What Foods Have Lupines in Them?
Lupines are high-protein legumes and are common in European and South American recipes.
There are more than 400 varieties of the plant, many of which produce beautiful flowers that are often used in English gardens. Lupine beans are often eaten in European and South American countries in the form of flour or as a snack item. Because lupine beans are high in protein, they can also be used as a meat substitute for vegetarians.
The Many Uses of Lupines
Lupines are sometimes made into flour and used in a variety of baked goods. Countries such as Italy and France often combine lupine flour with regular wheat flour to make baked goods, pasta, cereal and other flour-based foods. Pizza, biscuits, tomato sauce and chicken bouillon cubes may also contain this legume. Food manufacturers in Europe sometimes use lupines as a replacement for fat in some foods, including baked goods and ice cream. Roasted lupine beans are sold as snack items in Italy.
In Chile, lupines are sold as a dietary fiber product made from hulls of the plant that are finely ground. The bean can be used to make lupine milk, tofu, chocolate spread and sausage. It is also used to clarify wine. Packaged foods sold in the European Union (EU) are required to list lupines on the label if they are contained in the food product.

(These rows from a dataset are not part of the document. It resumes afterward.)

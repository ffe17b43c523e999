//! Atomic spend-batch validation.
//!
//! The ledger's announcement discipline, made explicit: announcements exist
//! only for the duration of one batch, as an append-only multiset of
//! commitments. Validation is a two-pass collect-then-verify algorithm —
//! first gather everything the batch creates, then check every assertion
//! against the collected set. There are no callbacks and no evaluation-order
//! dependence; a batch either satisfies all its assertions or is rejected
//! whole.

use std::collections::HashSet;

use crate::error::BatchError;
use crate::spend::CoinSpend;
use covenant_conditions::{Announcement, Condition};
use covenant_types::{AnnouncementId, CoinId};
use tracing::{debug, warn};

/// An ordered collection of spends validated as one atomic unit.
#[derive(Clone, Debug, Default)]
pub struct SpendBatch {
    spends: Vec<CoinSpend>,
}

impl SpendBatch {
    pub fn new() -> Self {
        Self { spends: Vec::new() }
    }

    pub fn push(&mut self, spend: CoinSpend) {
        self.spends.push(spend);
    }

    pub fn spends(&self) -> &[CoinSpend] {
        &self.spends
    }

    pub fn is_empty(&self) -> bool {
        self.spends.is_empty()
    }

    /// Validate the batch at `peak_height`.
    ///
    /// Pass 1 collects consumed coin ids and every announcement the batch
    /// creates; pass 2 verifies assertions. Batch-external ordering is
    /// irrelevant: spends may appear in any order.
    pub fn validate(&self, peak_height: u64) -> Result<(), BatchError> {
        if self.spends.is_empty() {
            return Err(BatchError::EmptyBatch);
        }

        // Pass 1: collect.
        let mut consumed: HashSet<CoinId> = HashSet::new();
        let mut puzzle_announcements: HashSet<AnnouncementId> = HashSet::new();
        let mut coin_announcements: HashSet<AnnouncementId> = HashSet::new();

        for spend in &self.spends {
            let coin_id = spend.coin.coin_id();
            if !consumed.insert(coin_id) {
                warn!(coin = %coin_id, "batch rejected: double spend");
                return Err(BatchError::DoubleSpend(coin_id));
            }
            for condition in &spend.conditions {
                match condition {
                    Condition::CreatePuzzleAnnouncement { message } => {
                        let ann =
                            Announcement::from_puzzle(spend.coin.puzzle_hash, message.clone());
                        puzzle_announcements.insert(ann.id());
                    }
                    Condition::CreateCoinAnnouncement { message } => {
                        let ann = Announcement::from_coin(coin_id, message.clone());
                        coin_announcements.insert(ann.id());
                    }
                    _ => {}
                }
            }
        }

        // Pass 2: verify.
        for spend in &self.spends {
            let coin_id = spend.coin.coin_id();
            for condition in &spend.conditions {
                match condition {
                    Condition::AssertPuzzleAnnouncement { announcement } => {
                        if !puzzle_announcements.contains(announcement) {
                            warn!(
                                coin = %coin_id,
                                announcement = %announcement,
                                "batch rejected: unmatched puzzle announcement"
                            );
                            return Err(BatchError::UnmatchedPuzzleAnnouncement(*announcement));
                        }
                    }
                    Condition::AssertCoinAnnouncement { announcement } => {
                        if !coin_announcements.contains(announcement) {
                            warn!(
                                coin = %coin_id,
                                announcement = %announcement,
                                "batch rejected: unmatched coin announcement"
                            );
                            return Err(BatchError::UnmatchedCoinAnnouncement(*announcement));
                        }
                    }
                    Condition::AssertHeightRelative { height } => {
                        if spend.confirmed_height > peak_height {
                            return Err(BatchError::ConfirmedAfterPeak {
                                coin: coin_id,
                                confirmed_height: spend.confirmed_height,
                                peak_height,
                            });
                        }
                        let elapsed = peak_height - spend.confirmed_height;
                        if elapsed < *height {
                            return Err(BatchError::HeightNotReached {
                                required: *height,
                                elapsed,
                            });
                        }
                    }
                    Condition::AssertMyParentId { parent_id } => {
                        if spend.coin.parent_id != *parent_id {
                            return Err(BatchError::ParentMismatch {
                                coin: coin_id,
                                asserted: *parent_id,
                                actual: spend.coin.parent_id,
                            });
                        }
                    }
                    Condition::AssertMyPuzzleHash { puzzle_hash } => {
                        if spend.coin.puzzle_hash != *puzzle_hash {
                            return Err(BatchError::PuzzleHashMismatch {
                                coin: coin_id,
                                asserted: *puzzle_hash,
                                actual: spend.coin.puzzle_hash,
                            });
                        }
                    }
                    _ => {}
                }
            }
        }

        debug!(spends = self.spends.len(), peak_height, "batch accepted");
        Ok(())
    }
}
use covenant_types::{AnnouncementId, CoinId, PuzzleHash};
use thiserror::Error;

/// Why an atomic batch was rejected. Rejection is total: no condition from
/// any spend in the batch takes effect.
#[derive(Debug, Error)]
pub enum BatchError {
    #[error("batch contains no spends")]
    EmptyBatch,

    #[error("coin {0} is consumed more than once in the batch")]
    DoubleSpend(CoinId),

    #[error("asserted puzzle announcement {0} was not created in the batch")]
    UnmatchedPuzzleAnnouncement(AnnouncementId),

    #[error("asserted coin announcement {0} was not created in the batch")]
    UnmatchedCoinAnnouncement(AnnouncementId),

    #[error("relative height not reached: need {required}, elapsed {elapsed}")]
    HeightNotReached { required: u64, elapsed: u64 },

    #[error("spend of coin {coin} asserts parent {asserted} but parent is {actual}")]
    ParentMismatch {
        coin: CoinId,
        asserted: CoinId,
        actual: CoinId,
    },

    #[error("spend of coin {coin} asserts puzzle hash {asserted} but puzzle is {actual}")]
    PuzzleHashMismatch {
        coin: CoinId,
        asserted: PuzzleHash,
        actual: PuzzleHash,
    },

    #[error("spend of coin {coin} was confirmed at {confirmed_height}, after peak {peak_height}")]
    ConfirmedAfterPeak {
        coin: CoinId,
        confirmed_height: u64,
        peak_height: u64,
    },
}
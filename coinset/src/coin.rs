//! The coin: the unit of state in the protocol.

use covenant_crypto::coin_id;
use covenant_types::{Amount, CoinId, PuzzleHash};
use serde::{Deserialize, Serialize};

/// A coin is `(parent_id, puzzle_hash, amount)`; its identity is the hash of
/// those three fields. Immutable once created; consumed exactly once by a
/// later spend that destroys it and creates successor coins.
#[derive(Clone, Copy, Debug, PartialEq, Eq, Serialize, Deserialize)]
pub struct Coin {
    pub parent_id: CoinId,
    pub puzzle_hash: PuzzleHash,
    pub amount: Amount,
}

impl Coin {
    pub fn new(parent_id: CoinId, puzzle_hash: PuzzleHash, amount: Amount) -> Self {
        Self {
            parent_id,
            puzzle_hash,
            amount,
        }
    }

    pub fn coin_id(&self) -> CoinId {
        coin_id(&self.parent_id, &self.puzzle_hash, self.amount)
    }
}
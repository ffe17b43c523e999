//! The two allow-listed payload classes a proposal may carry.
//!
//! A proposal commits to the hash of the code it will run if it passes. Only
//! two classes of payload are executable by the treasury: a *spend* (pay out
//! treasury funds) or an *update* (replace the governance rule set). The
//! treasury recomputes the revealed payload's commitment and refuses
//! anything else.

use crate::error::GovernanceError;
use crate::funding::delegation_message;
use crate::treasury::{rules_commitment, treasury_mod_hash, TreasuryPuzzle};
use crate::validator::ValidatorConfig;
use covenant_coinset::SingletonStruct;
use covenant_conditions::Condition;
use covenant_crypto::{blake2b_256_framed, curry_hash, module_hash};
use covenant_types::{Amount, CoinId, DaoRules, LauncherId, PuzzleHash};
use serde::{Deserialize, Serialize};

/// Protocol identity of the spend-payload module.
pub fn spend_payload_mod_hash() -> PuzzleHash {
    module_hash("covenant/spend-payload/v1")
}

/// Protocol identity of the update-payload module.
pub fn update_payload_mod_hash() -> PuzzleHash {
    module_hash("covenant/update-payload/v1")
}

/// Which allow-listed class a proposal's payload belongs to.
#[derive(Clone, Copy, Debug, PartialEq, Eq, Hash, Serialize, Deserialize)]
pub enum PayloadKind {
    Spend,
    Update,
}

/// A payload that pays treasury funds out to fixed targets.
#[derive(Clone, Debug, PartialEq, Eq, Serialize, Deserialize)]
pub struct SpendPayload {
    pub treasury_id: LauncherId,
    /// Fixed payout targets and amounts.
    pub payouts: Vec<(PuzzleHash, Amount)>,
    /// The funding-coin puzzle the treasury's value sits in.
    pub funding_puzzle_hash: PuzzleHash,
}

impl SpendPayload {
    pub fn puzzle_hash(&self) -> PuzzleHash {
        let singleton_struct = SingletonStruct::new(self.treasury_id);
        curry_hash(
            &spend_payload_mod_hash(),
            &[
                singleton_struct.struct_hash().as_bytes(),
                &self.payouts_commitment(),
                self.funding_puzzle_hash.as_bytes(),
            ],
        )
    }

    fn payouts_commitment(&self) -> [u8; 32] {
        let mut encoded: Vec<[u8; 40]> = Vec::with_capacity(self.payouts.len());
        for (puzzle_hash, amount) in &self.payouts {
            let mut buf = [0u8; 40];
            buf[..32].copy_from_slice(puzzle_hash.as_bytes());
            buf[32..].copy_from_slice(&amount.to_be_bytes());
            encoded.push(buf);
        }
        let parts: Vec<&[u8]> = encoded.iter().map(|b| b.as_slice()).collect();
        blake2b_256_framed(&parts)
    }

    /// Total value this payload pays out.
    pub fn payout_total(&self) -> Result<Amount, GovernanceError> {
        let mut total = Amount::ZERO;
        for (_, amount) in &self.payouts {
            total = total
                .checked_add(*amount)
                .ok_or(GovernanceError::AmountOverflow)?;
        }
        Ok(total)
    }

    /// Emit the payload's conditions over the funding coins being drained:
    /// a delegation announcement authorizing each funding spend, the payout
    /// coins, and the residual routed to `excess_puzzle_hash`.
    pub fn evaluate(
        &self,
        funding: &[(CoinId, Amount)],
        excess_puzzle_hash: PuzzleHash,
    ) -> Result<Vec<Condition>, GovernanceError> {
        let mut locked = Amount::ZERO;
        for (_, amount) in funding {
            locked = locked
                .checked_add(*amount)
                .ok_or(GovernanceError::AmountOverflow)?;
        }
        let payout_total = self.payout_total()?;
        if payout_total > locked {
            return Err(GovernanceError::TreasuryOverdraw {
                locked,
                requested: payout_total,
            });
        }

        let payload_hash = self.puzzle_hash();
        let mut conditions = Vec::with_capacity(funding.len() + self.payouts.len() + 1);
        for (coin_id, _) in funding {
            conditions.push(Condition::CreatePuzzleAnnouncement {
                message: delegation_message(coin_id, &payload_hash),
            });
        }
        for (puzzle_hash, amount) in &self.payouts {
            conditions.push(Condition::CreateCoin {
                puzzle_hash: *puzzle_hash,
                amount: *amount,
            });
        }
        let residual = locked - payout_total;
        if !residual.is_zero() {
            conditions.push(Condition::CreateCoin {
                puzzle_hash: excess_puzzle_hash,
                amount: residual,
            });
        }
        Ok(conditions)
    }
}

/// A payload that replaces the treasury's governance rules (and validator).
#[derive(Clone, Debug, PartialEq, Eq, Serialize, Deserialize)]
pub struct UpdatePayload {
    pub validator: ValidatorConfig,
    pub new_rules: DaoRules,
}

impl UpdatePayload {
    pub fn puzzle_hash(&self) -> PuzzleHash {
        curry_hash(
            &update_payload_mod_hash(),
            &[
                treasury_mod_hash().as_bytes(),
                self.validator.validator_hash().as_bytes(),
                &rules_commitment(&self.new_rules),
            ],
        )
    }

    /// Emit the recreation of the treasury under the new rule set. The
    /// treasury's singleton identity is unchanged; only the inner commitment
    /// moves.
    pub fn evaluate(&self, treasury_id: LauncherId, treasury_amount: Amount) -> Vec<Condition> {
        let successor = TreasuryPuzzle {
            treasury_id,
            validator: self.validator.clone(),
            rules: self.new_rules,
        };
        vec![Condition::CreateCoin {
            puzzle_hash: successor.full_puzzle_hash(),
            amount: treasury_amount,
        }]
    }
}

/// The revealed payload of a closing proposal.
#[derive(Clone, Debug, PartialEq, Eq, Serialize, Deserialize)]
pub enum ProposedPayload {
    Spend(SpendPayload),
    Update(UpdatePayload),
}

impl ProposedPayload {
    pub fn kind(&self) -> PayloadKind {
        match self {
            Self::Spend(_) => PayloadKind::Spend,
            Self::Update(_) => PayloadKind::Update,
        }
    }

    pub fn puzzle_hash(&self) -> PuzzleHash {
        match self {
            Self::Spend(payload) => payload.puzzle_hash(),
            Self::Update(payload) => payload.puzzle_hash(),
        }
    }
}
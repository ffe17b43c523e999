//! Treasury funding coins and their aggregation.
//!
//! Treasury value sits in many small funding coins, each independently
//! spendable two ways: via a delegated puzzle directly authorized by the
//! treasury singleton, or via the merge path that combines many funding
//! coins into one without a treasury spend. Merge accounting is byte-exact:
//! the aggregator's manifest enumerates every contribution, contributors
//! assert the manifest, and the aggregator asserts each contributor back, so
//! no coin can be replayed into a different merge set.

use crate::error::GovernanceError;
use covenant_coinset::{singleton_puzzle_hash, Coin, SingletonStruct};
use covenant_conditions::Condition;
use covenant_crypto::{
    blake2b_256_framed, coin_announcement_id, curry_hash, module_hash, puzzle_announcement_id,
};
use covenant_types::{Amount, CoinId, LauncherId, PuzzleHash};
use serde::{Deserialize, Serialize};

/// Protocol identity of the funding-coin module.
pub fn funding_mod_hash() -> PuzzleHash {
    module_hash("covenant/funding/v1")
}

/// Message of a contributor's inclusion announcement.
const CONTRIBUTION_MESSAGE: [u8; 1] = [0];

/// The authorization message the treasury announces to release one funding
/// coin to a delegated puzzle.
pub fn delegation_message(coin_id: &CoinId, delegated_puzzle_hash: &PuzzleHash) -> Vec<u8> {
    blake2b_256_framed(&[coin_id.as_bytes(), delegated_puzzle_hash.as_bytes()]).to_vec()
}

/// The manifest message enumerating a merge set's contributions
/// `(parent coin id, amount)`, announced once by the aggregator.
pub fn merge_manifest_message(contributions: &[(CoinId, Amount)]) -> Vec<u8> {
    let mut encoded: Vec<[u8; 40]> = Vec::with_capacity(contributions.len());
    for (coin_id, amount) in contributions {
        let mut buf = [0u8; 40];
        buf[..32].copy_from_slice(coin_id.as_bytes());
        buf[32..].copy_from_slice(&amount.to_be_bytes());
        encoded.push(buf);
    }
    let parts: Vec<&[u8]> = encoded.iter().map(|b| b.as_slice()).collect();
    blake2b_256_framed(&parts).to_vec()
}

/// A coin holding treasury funds, spendable only under treasury authority or
/// into a merge with its peers.
#[derive(Clone, Copy, Debug, PartialEq, Eq, Serialize, Deserialize)]
pub struct FundingPuzzle {
    pub treasury_id: LauncherId,
}

impl FundingPuzzle {
    pub fn new(treasury_id: LauncherId) -> Self {
        Self { treasury_id }
    }

    pub fn puzzle_hash(&self) -> PuzzleHash {
        let singleton_struct = SingletonStruct::new(self.treasury_id);
        curry_hash(&funding_mod_hash(), &[singleton_struct.struct_hash().as_bytes()])
    }

    /// Evaluate one funding-coin spend.
    pub fn evaluate(
        &self,
        coin: &Coin,
        solution: &FundingSolution,
    ) -> Result<Vec<Condition>, GovernanceError> {
        match solution {
            FundingSolution::Delegated {
                treasury_inner_puzzle_hash,
                delegated_puzzle_hash,
                conditions,
            } => Ok(self.delegated(
                coin,
                treasury_inner_puzzle_hash,
                delegated_puzzle_hash,
                conditions,
            )),
            FundingSolution::MergeContribute {
                aggregator_coin,
                contributions,
            } => self.merge_contribute(coin, aggregator_coin, contributions),
            FundingSolution::MergeAggregate { contributions } => {
                self.merge_aggregate(coin, contributions)
            }
        }
    }

    fn delegated(
        &self,
        coin: &Coin,
        treasury_inner_puzzle_hash: &PuzzleHash,
        delegated_puzzle_hash: &PuzzleHash,
        conditions: &[Condition],
    ) -> Vec<Condition> {
        let treasury_full = singleton_puzzle_hash(self.treasury_id, treasury_inner_puzzle_hash);
        let mut out = Vec::with_capacity(conditions.len() + 2);
        out.push(Condition::AssertMyPuzzleHash {
            puzzle_hash: self.puzzle_hash(),
        });
        out.push(Condition::AssertPuzzleAnnouncement {
            announcement: puzzle_announcement_id(
                &treasury_full,
                &delegation_message(&coin.coin_id(), delegated_puzzle_hash),
            ),
        });
        out.extend_from_slice(conditions);
        out
    }

    fn merge_contribute(
        &self,
        coin: &Coin,
        aggregator_coin: &Coin,
        contributions: &[(CoinId, Amount)],
    ) -> Result<Vec<Condition>, GovernanceError> {
        // Funds must stay in treasury custody: refuse to merge into a coin
        // that is not itself a funding coin of this treasury.
        if aggregator_coin.puzzle_hash != self.puzzle_hash() {
            return Err(GovernanceError::MergeForeignAggregator {
                puzzle_hash: aggregator_coin.puzzle_hash,
            });
        }
        let my_id = coin.coin_id();
        match contributions.iter().find(|(id, _)| *id == my_id) {
            None => {
                return Err(GovernanceError::MergeMissingContribution { coin_id: my_id });
            }
            Some((_, amount)) if *amount != coin.amount => {
                return Err(GovernanceError::MergeAmountMismatch {
                    coin_id: my_id,
                    manifest: *amount,
                    actual: coin.amount,
                });
            }
            Some(_) => {}
        }
        Ok(vec![
            Condition::AssertMyPuzzleHash {
                puzzle_hash: self.puzzle_hash(),
            },
            Condition::CreateCoinAnnouncement {
                message: CONTRIBUTION_MESSAGE.to_vec(),
            },
            Condition::AssertCoinAnnouncement {
                announcement: coin_announcement_id(
                    &aggregator_coin.coin_id(),
                    &merge_manifest_message(contributions),
                ),
            },
        ])
    }

    fn merge_aggregate(
        &self,
        coin: &Coin,
        contributions: &[(CoinId, Amount)],
    ) -> Result<Vec<Condition>, GovernanceError> {
        if contributions.is_empty() {
            return Err(GovernanceError::EmptyMerge);
        }
        let my_id = coin.coin_id();
        for (i, (coin_id, _)) in contributions.iter().enumerate() {
            if *coin_id == my_id || contributions[..i].iter().any(|(id, _)| id == coin_id) {
                return Err(GovernanceError::DuplicateContribution { coin_id: *coin_id });
            }
        }
        let mut contributed = Amount::ZERO;
        for (_, amount) in contributions {
            contributed = contributed
                .checked_add(*amount)
                .ok_or(GovernanceError::AmountOverflow)?;
        }
        let output = coin
            .amount
            .checked_add(contributed)
            .ok_or(GovernanceError::AmountOverflow)?;

        let mut out = Vec::with_capacity(contributions.len() + 3);
        out.push(Condition::AssertMyPuzzleHash {
            puzzle_hash: self.puzzle_hash(),
        });
        out.push(Condition::CreateCoinAnnouncement {
            message: merge_manifest_message(contributions),
        });
        for (coin_id, _) in contributions {
            out.push(Condition::AssertCoinAnnouncement {
                announcement: coin_announcement_id(coin_id, &CONTRIBUTION_MESSAGE),
            });
        }
        out.push(Condition::CreateCoin {
            puzzle_hash: self.puzzle_hash(),
            amount: output,
        });
        Ok(out)
    }
}

/// One funding-coin spend, selected by explicit discriminant.
#[derive(Clone, Debug, PartialEq, Eq, Serialize, Deserialize)]
pub enum FundingSolution {
    /// Run a delegated puzzle the treasury announced authorization for.
    Delegated {
        treasury_inner_puzzle_hash: PuzzleHash,
        delegated_puzzle_hash: PuzzleHash,
        /// The delegated puzzle's output, passed through.
        conditions: Vec<Condition>,
    },
    /// Contribute this coin's value into a merge set.
    MergeContribute {
        /// The coin collecting the merged value.
        aggregator_coin: Coin,
        /// The full merge set, identical for every participant.
        contributions: Vec<(CoinId, Amount)>,
    },
    /// Collect a merge set into this coin's successor.
    MergeAggregate {
        contributions: Vec<(CoinId, Amount)>,
    },
}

Lupines and Food Allergies
Many people with peanut allergies are also allergic to foods that contain lupines. Though lupines are not widely used in the United States, they are very common in Italy, Turkey, Lebanon, Egypt and Syria. Lupines are frequently eaten by those who live in Portugal, Spain and in certain areas of South America, such as Argentina. The yellow legume seeds are referred to as lupini beans and are processed in jars and cans.
Allergy-sensitive Americans who travel to Europe need to carefully read these labels because lupines are frequently hidden in baked goods and pastries. It is also necessary to find out if lupine is an ingredient in pasta sauce, especially at restaurants in Italy and France. The UK has begun to use lupines on a limited basis, but they can be found in foods that are imported from other countries. Lupines can cause anaphylaxis for people allergic to it.